* [Assigned task]:
Would you reproduce, without any alteration, the lines from the opening line of the entries through the line that has "pub mod config;" in it?

* [Exercise data]:

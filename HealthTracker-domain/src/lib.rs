// HealthTracker Domain
// Business logic for the HealthTracker application: the import pipeline,
// the shared vital-sign validator and the reading and person services.

// Import settings read from the environment
pub mod config;

// Domain entities
pub mod entities;

// Health checks and system status
pub mod health;

// Bulk import of readings from delimited text and record lists
pub mod import;

// Services that implement business logic
pub mod services;

// Vital-sign rules shared by every entry surface
pub mod validation;

// Re-export the database module from the data crate for convenience
pub use health_tracker_data::database;

// Testing utilities - only available with mock feature
#[cfg(feature = "mock")]
pub mod testing;
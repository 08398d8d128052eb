use serde::{Deserialize, Serialize};

/// Storage model for a registered person (owner of readings)
#[derive(Debug, Clone, PartialEq, Eq, Serialize, Deserialize)]
pub struct Person {
    pub id: i64,
    pub name: String,
    pub age: i32,
    pub gender: String,
    pub description: Option<String>,
}

/// Input data for registering a person
#[derive(Debug, Clone, PartialEq, Eq, Serialize, Deserialize)]
pub struct NewPerson {
    pub name: String,
    pub age: i32,
    pub gender: String,
    pub description: Option<String>,
}

impl NewPerson {
    pub fn into_person(self, id: i64) -> Person {
        Person {
            id,
            name: self.name,
            age: self.age,
            gender: self.gender,
            description: self.description,
        }
    }
}
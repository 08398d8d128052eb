// Domain services
// Business logic shared by every entry surface.

pub mod insights;
pub mod persons;
pub mod readings;

pub use insights::{calculate_insights, categorize_blood_pressure};
pub use persons::{PersonService, PersonServiceError};
pub use readings::{ReadingService, ReadingServiceError, DUPLICATE_TIMESTAMP_MESSAGE};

* [Task output]:
filename HealthTracker-domain/src/lib.rs
// HealthTracker Domain
// Business logic for the HealthTracker application: the import pipeline,
// the shared vital-sign validator and the reading and person services.

// Import settings read from the environment
pub mod config;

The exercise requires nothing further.